Dynamin 2 (Dnm2) is involved in endocytosis and intracellular membrane trafficking through its function in vesicle formation from distinct membrane compartments. Heterozygous (HTZ) mutations in the DNM2 gene cause dominant centronuclear myopathy or Charcot–Marie–Tooth neuropathy. We generated a knock‐in Dnm2R465W mouse model expressing the most frequent human mutation and recently reported that HTZ mice progressively developed a myopathy. We investigated here the cause of neonatal lethality occurring in homozygous (HMZ) mice. We show that HMZ mice present at birth with a reduced body weight, hypoglycemia, increased liver glycogen content and hepatomegaly, in agreement with a defect in neonatal autophagy. In vitro studies performed in HMZ embryonic fibroblasts point out to a decrease in the autophagy flux prior to degradation at the autolysosome.
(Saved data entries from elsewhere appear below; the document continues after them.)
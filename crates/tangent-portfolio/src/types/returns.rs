//! Returns table.

use chrono::NaiveDate;
use serde::{Deserialize, Serialize};

use crate::error::{PortfolioError, PortfolioResult};

/// Periodic returns for a set of assets, one column per asset.
///
/// Rows are periods in chronological order; missing observations are `NaN`.
/// Dates are optional: statistics do not depend on them, but preprocessing
/// keeps them so results can be traced back to the sample window.
#[derive(Debug, Clone, PartialEq, Serialize, Deserialize)]
pub struct ReturnsTable {
    assets: Vec<String>,
    columns: Vec<Vec<f64>>,
    #[serde(default, skip_serializing_if = "Option::is_none")]
    dates: Option<Vec<NaiveDate>>,
}

impl ReturnsTable {
    /// Creates a table from named columns of equal length.
    pub fn from_columns(assets: Vec<String>, columns: Vec<Vec<f64>>) -> PortfolioResult<Self> {
        if assets.len() != columns.len() {
            return Err(PortfolioError::dimension_mismatch(
                "returns columns",
                assets.len(),
                columns.len(),
            ));
        }

        for (i, name) in assets.iter().enumerate() {
            if assets[..i].contains(name) {
                return Err(PortfolioError::invalid_input(format!(
                    "Duplicate asset column '{name}'"
                )));
            }
        }

        if let Some(first) = columns.first() {
            let rows = first.len();
            for (name, column) in assets.iter().zip(&columns) {
                if column.len() != rows {
                    return Err(PortfolioError::dimension_mismatch(
                        format!("rows of '{name}'"),
                        rows,
                        column.len(),
                    ));
                }
            }
        }

        Ok(Self {
            assets,
            columns,
            dates: None,
        })
    }

    /// Creates a table from row-major data.
    pub fn from_rows(assets: Vec<String>, rows: &[Vec<f64>]) -> PortfolioResult<Self> {
        let n = assets.len();
        let mut columns = vec![Vec::with_capacity(rows.len()); n];
        for (r, row) in rows.iter().enumerate() {
            if row.len() != n {
                return Err(PortfolioError::dimension_mismatch(format!("row {r}"), n, row.len()));
            }
            for (column, value) in columns.iter_mut().zip(row) {
                column.push(*value);
            }
        }
        Self::from_columns(assets, columns)
    }

    /// Attaches a date index, one date per row.
    pub fn with_dates(mut self, dates: Vec<NaiveDate>) -> PortfolioResult<Self> {
        if dates.len() != self.num_rows() {
            return Err(PortfolioError::dimension_mismatch("dates", self.num_rows(), dates.len()));
        }
        self.dates = Some(dates);
        Ok(self)
    }

    /// Asset identifiers in column order.
    #[must_use]
    pub fn assets(&self) -> &[String] {
        &self.assets
    }

    /// All columns in asset order.
    #[must_use]
    pub fn columns(&self) -> &[Vec<f64>] {
        &self.columns
    }

    /// Date index, if one was attached.
    #[must_use]
    pub fn dates(&self) -> Option<&[NaiveDate]> {
        self.dates.as_deref()
    }

    /// Number of asset columns.
    #[must_use]
    pub fn num_assets(&self) -> usize {
        self.assets.len()
    }

    /// Number of periods.
    #[must_use]
    pub fn num_rows(&self) -> usize {
        self.columns.first().map_or(0, Vec::len)
    }

    /// Returns true if the table has no asset columns.
    #[must_use]
    pub fn is_empty(&self) -> bool {
        self.assets.is_empty()
    }

    /// Returns the column for `asset`.
    #[must_use]
    pub fn column(&self, asset: &str) -> Option<&[f64]> {
        self.assets
            .iter()
            .position(|a| a == asset)
            .map(|i| self.columns[i].as_slice())
    }

    /// Returns a table restricted to `assets`, in the given order.
    pub fn select<S: AsRef<str>>(&self, assets: &[S]) -> PortfolioResult<Self> {
        let mut names = Vec::with_capacity(assets.len());
        let mut columns = Vec::with_capacity(assets.len());
        for asset in assets {
            let asset = asset.as_ref();
            let column = self
                .column(asset)
                .ok_or_else(|| PortfolioError::unknown_asset(asset))?;
            names.push(asset.to_string());
            columns.push(column.to_vec());
        }

        let mut table = Self::from_columns(names, columns)?;
        table.dates.clone_from(&self.dates);
        Ok(table)
    }
}

#[cfg(test)]
mod tests {
    use super::*;

    fn names(xs: &[&str]) -> Vec<String> {
        xs.iter().map(|s| (*s).to_string()).collect()
    }

    #[test]
    fn test_from_rows_transposes() {
        let table = ReturnsTable::from_rows(
            names(&["A", "B"]),
            &[vec![0.01, 0.02], vec![0.03, 0.04], vec![f64::NAN, 0.05]],
        )
        .unwrap();

        assert_eq!(table.num_assets(), 2);
        assert_eq!(table.num_rows(), 3);
        assert_eq!(table.column("B").unwrap(), &[0.02, 0.04, 0.05]);
        assert!(table.column("A").unwrap()[2].is_nan());
        assert!(table.column("C").is_none());
    }

    #[test]
    fn test_rejects_ragged_and_duplicate_columns() {
        assert!(ReturnsTable::from_columns(names(&["A", "B"]), vec![vec![0.1], vec![0.1, 0.2]]).is_err());
        assert!(ReturnsTable::from_columns(names(&["A", "A"]), vec![vec![0.1], vec![0.2]]).is_err());
        assert!(ReturnsTable::from_columns(names(&["A"]), vec![]).is_err());
        assert!(ReturnsTable::from_rows(names(&["A", "B"]), &[vec![0.1]]).is_err());
    }

    #[test]
    fn test_select_preserves_requested_order() {
        let table = ReturnsTable::from_columns(
            names(&["A", "B", "C"]),
            vec![vec![1.0], vec![2.0], vec![3.0]],
        )
        .unwrap();

        let picked = table.select(&["C", "A"]).unwrap();
        assert_eq!(picked.assets(), &["C".to_string(), "A".to_string()]);
        assert_eq!(picked.columns(), &[vec![3.0], vec![1.0]]);

        let err = table.select(&["Z"]).unwrap_err();
        assert!(matches!(err, PortfolioError::UnknownAsset { .. }));
    }

    #[test]
    fn test_dates_must_match_rows() {
        let table = ReturnsTable::from_columns(names(&["A"]), vec![vec![0.1, 0.2]]).unwrap();
        let d = NaiveDate::from_ymd_opt(2024, 1, 2).unwrap();
        assert!(table.clone().with_dates(vec![d]).is_err());

        let dated = table.with_dates(vec![d, d.succ_opt().unwrap()]).unwrap();
        assert_eq!(dated.dates().unwrap().len(), 2);
    }
}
We show that starved HMZ cells have a higher number of immature autophagy‐related structures probably due to a defect of acidification. Our results highlight the role of Dnm2 in the cross talk between endosomal and autophagic pathways and evidence a new role of Dnm2‐dependent membrane trafficking in autophagy which may be relevant in DNM2‐related human diseases.